Non siamo diventati tutti ceto medio, come vorrebbe certa narrazione neoliberista. In Italia ci sono milioni di operai nell’industria e lavoratori salariati nei servizi. Il saggio di Pier Giorgio Ardeni getta una luce su di loro. Per una prospettiva politica a sinistra
Il lavoro di Pier Giorgio Ardeni su Le classi sociali in Italia oggi, pubblicato recentemente da Laterza, è un libro importante. Mostra in maniera chiara e convincente come il passaggio nella discussione pubblica dal tema delle classi a quello delle stratificazioni sociali sia stato il portato della vittoria ideologica e politica della controffensiva neoliberista degli anni Ottanta nella società, nella politica e nelle stesse scienze sociali. Causa ed effetto di quella vittoria molto di più che il risultato di un cambiamento e complessificazione della struttura delle società liberali a capitalismo democratico dell’Occidente. Il “siamo tutti classe media” di Tony Blair e dell’Ulivismo mondiale era diretta filiazione del thatcheriano “la società non esiste, esistono solo gli individui”: aveva ben ragione nella sostanza la Lady di ferro a ritenere il concetto di classe un elemento divisivo e “comunista”. Se le classi esistono la società non è un corpo indifferenziato accomunato dalla stessa aspirazione ai consumi ed agli stili di vita borghesi, ma una realtà segnata in maniera strutturale da linee di frattura interne irriducibili, potenzialmente organizzabili ed in lotta permanente. La crisi del 2008 e la relativa stagnazione nell’Occidente ha scosso ed incrinato le narrazioni apologetiche e consolatorie che vedevano nella fine della storia e nella naturalizzazione del capitalismo un elemento indiscutibile e largamente accettato e condiviso.

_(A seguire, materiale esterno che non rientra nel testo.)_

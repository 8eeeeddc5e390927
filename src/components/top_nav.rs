//! Top Navigation Component

use leptos::prelude::*;

use super::NavLink;
use crate::context::Page;

/// (page, label, short label for narrow screens)
const NAV_ITEMS: &[(Page, &str, Option<&str>)] = &[
    (Page::Home, "Home", None),
    (Page::Details, "Details", None),
    (Page::VisitingNashville, "Visiting Nashville", Some("Nashville")),
    (Page::Registry, "Registry", None),
    (Page::Faqs, "FAQs", None),
];

#[component]
pub fn TopNav(current: Page) -> impl IntoView {
    let last = NAV_ITEMS.len() - 1;

    view! {
        <nav class="top-nav">
            {NAV_ITEMS.iter().enumerate().map(|(index, (page, label, short))| {
                let text = view! {
                    <span class="nav-label-full">{*label}</span>
                    {short.map(|s| view! { <span class="nav-label-short">{s}</span> })}
                };
                let entry = if *page == current {
                    view! { <span class="top-nav-item active" aria-current="page">{text}</span> }.into_any()
                } else {
                    view! { <NavLink page=*page class="top-nav-item">{text}</NavLink> }.into_any()
                };
                view! {
                    {entry}
                    {(index < last).then(|| view! { <span class="top-nav-divider">"·"</span> })}
                }
            }).collect_view()}
        </nav>
    }
}
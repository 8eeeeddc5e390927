//! UI Components
//!
//! Reusable Leptos components.

mod active_filters;
mod faq_accordion;
mod form_field;
mod gift_form;
mod menu;
mod modal;
mod nav_link;
mod overview_boxes;
mod page_cards;
mod place_card;
mod registry_grid;
mod rsvp_form;
mod submit_message;
mod timeline;
mod top_nav;
mod venue_info;
mod visiting_tabs;

pub use active_filters::ActiveFilters;
pub use faq_accordion::FaqAccordion;
pub use form_field::FormField;
pub use gift_form::GiftFormView;
pub use menu::Menu;
pub use modal::Modal;
pub use nav_link::NavLink;
pub use overview_boxes::OverviewBoxes;
pub use page_cards::PageCards;
pub use place_card::PlaceCard;
pub use registry_grid::RegistryGrid;
pub use rsvp_form::RsvpBox;
pub use submit_message::SubmitMessageBox;
pub use timeline::Timeline;
pub use top_nav::TopNav;
pub use venue_info::VenueInfoSection;
pub use visiting_tabs::VisitingTabs;
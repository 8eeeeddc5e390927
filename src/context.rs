//! Application Context
//!
//! Current page routing shared via Leptos Context API.

use leptos::prelude::*;

/// Pages of the site, one per route
#[derive(Debug, Clone, Copy, PartialEq, Eq, Hash)]
pub enum Page {
    Home,
    Details,
    VisitingNashville,
    Registry,
    Faqs,
    NotFound,
}

impl Page {
    /// Pages listed in the footer menu, in display order
    pub const MENU: [Page; 5] = [
        Page::Home,
        Page::Details,
        Page::VisitingNashville,
        Page::Registry,
        Page::Faqs,
    ];

    pub fn from_path(path: &str) -> Self {
        let trimmed = path.trim_end_matches('/');
        match trimmed {
            "" => Page::Home,
            "/details" => Page::Details,
            "/visiting-nashville" => Page::VisitingNashville,
            "/registry" => Page::Registry,
            "/faqs" => Page::Faqs,
            _ => Page::NotFound,
        }
    }

    pub fn path(&self) -> &'static str {
        match self {
            Page::Home => "/",
            Page::Details => "/details",
            Page::VisitingNashville => "/visiting-nashville",
            Page::Registry => "/registry",
            Page::Faqs => "/faqs",
            Page::NotFound => "/404",
        }
    }

    pub fn label(&self) -> &'static str {
        match self {
            Page::Home => "Home",
            Page::Details => "Details",
            Page::VisitingNashville => "Visiting Nashville",
            Page::Registry => "Registry",
            Page::Faqs => "Frequently Asked Questions",
            Page::NotFound => "Not Found",
        }
    }

    /// Menu entries other than the current page
    pub fn menu_links(current: Page) -> Vec<Page> {
        Page::MENU.into_iter().filter(|p| *p != current).collect()
    }
}

/// App-wide signals provided via context
#[derive(Clone, Copy)]
pub struct AppContext {
    /// Page being displayed - read
    pub current_page: ReadSignal<Page>,
    /// Page being displayed - write
    set_current_page: WriteSignal<Page>,
}

impl AppContext {
    pub fn new(current_page: (ReadSignal<Page>, WriteSignal<Page>)) -> Self {
        Self {
            current_page: current_page.0,
            set_current_page: current_page.1,
        }
    }

    /// Push a history entry and switch page
    pub fn navigate(&self, page: Page) {
        if self.current_page.get_untracked() == page {
            return;
        }
        let window = window();
        if let Ok(history) = window.history() {
            let _ = history.push_state_with_url(&wasm_bindgen::JsValue::NULL, "", Some(page.path()));
        }
        self.set_current_page.set(page);
        window.scroll_to_with_x_and_y(0.0, 0.0);
    }

    /// Sync page with the browser location (back/forward buttons)
    pub fn sync_with_location(&self) {
        if let Ok(path) = window().location().pathname() {
            self.set_current_page.set(Page::from_path(&path));
            window().scroll_to_with_x_and_y(0.0, 0.0);
        }
    }
}

pub fn use_app_context() -> AppContext {
    expect_context::<AppContext>()
}
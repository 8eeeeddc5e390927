//! HTTP middleware.

mod ratelimit;

pub use ratelimit::{client_ip, RateLimitLayer, RateLimiter, RATE_LIMITED_MESSAGE};
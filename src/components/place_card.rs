//! Place Card Component

use leptos::prelude::*;

use crate::content::{cost_label, PLACE_PLACEHOLDER};
use crate::filter::TagFilter;
use crate::models::{Place, PlaceTag};

#[component]
pub fn PlaceCard(
    place: Place,
    filter: ReadSignal<TagFilter>,
    #[prop(into)] on_tag_click: Callback<PlaceTag>,
) -> impl IntoView {
    view! {
        <div class="place-card">
            <div class="place-card-image-section">
                <img
                    src=place.image
                    alt=place.alt
                    on:error=|ev| {
                        let img: web_sys::HtmlImageElement = event_target(&ev);
                        img.set_src(PLACE_PLACEHOLDER);
                    }
                />
                <span class="place-card-cost-badge">{cost_label(place.cost)}</span>
                {place.distance_from_venue.map(|distance| view! {
                    <span class="place-card-distance-badge">{format!("{} from venue", distance)}</span>
                })}
            </div>

            <div class="place-card-content">
                <p class="place-card-title">{place.label}</p>
                <div class="place-card-tags">
                    {place.tags.iter().copied().map(|tag| view! {
                        <button
                            class="place-tag"
                            class:place-tag-active=move || filter.get().contains(tag)
                            on:click=move |_| on_tag_click.run(tag)
                        >
                            {tag.label()}
                        </button>
                    }).collect_view()}
                </div>
                <p class="place-card-details">{place.details}</p>
                {place.tip.map(|tip| view! { <p class="place-card-tip">{format!("Tip: {}", tip)}</p> })}
                <div class="place-card-links">
                    <a class="link-btn" href=place.directions_link.clone() target="_blank" rel="noopener noreferrer">"Directions"</a>
                    <a class="link-btn" href=place.website_link target="_blank" rel="noopener noreferrer">"Website"</a>
                </div>
            </div>
        </div>
    }
}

Crisi, recessione e la stessa pandemia hanno disvelato che la globalizzazione neoliberista non aveva garantito a tutti i soggetti sociali una crescita condivisa, la riduzione delle diseguaglianze di opportunità e reddito e l’affrancamento definitivo dai bisogni materiali (seppur a scapito della maggioranza delle popolazioni e dei Paesi del mondo).
La crescita delle diseguaglianze sociali, a partire da salari e redditi, a fronte della iperfinanziarizzazione dell’economia e della vita, riportano la discussione - con caratteri di massa - sulla materialità delle condizioni di vita e di lavoro della classe lavoratrice, direttamente salariata, autonoma ma economicamente dipendente, precaria strutturalmente e disoccupata o irretita stabilmente nelle catene dell’economia informale, grigia, al nero o direttamente para schiavistica. La storia non è affatto finita e il ritorno potenziale della politica balugina di nuovo nella crudezza della Terza guerra mondiale a pezzi. In questa nuova fase riproporre la centralità delle classi sociali nella ricerca sociologica e nel dibattito pubblico assume un significato di radicale politicità. Se ne è mostrato ben consapevole il giornale di Confindustria, Il Sole 24Ore, che ha dedicato al saggio di Ardeni una stroncatura che suona come un esorcizzare una paura - un timore - che sembra serpeggiare nelle classi dominanti. Una critica tutta impressionistica quella del vicedirettore: «la lotta di classe [che] rest[erebbe] in bianco e nero», come un film o un giornale degli Anni Sessanta, quando invece «alza[ndo] lo sguardo [ci sarebbero] i colori». Colori che per il lavoro salariato semplicemente, oggettivamente, statisticamente, non ci sono.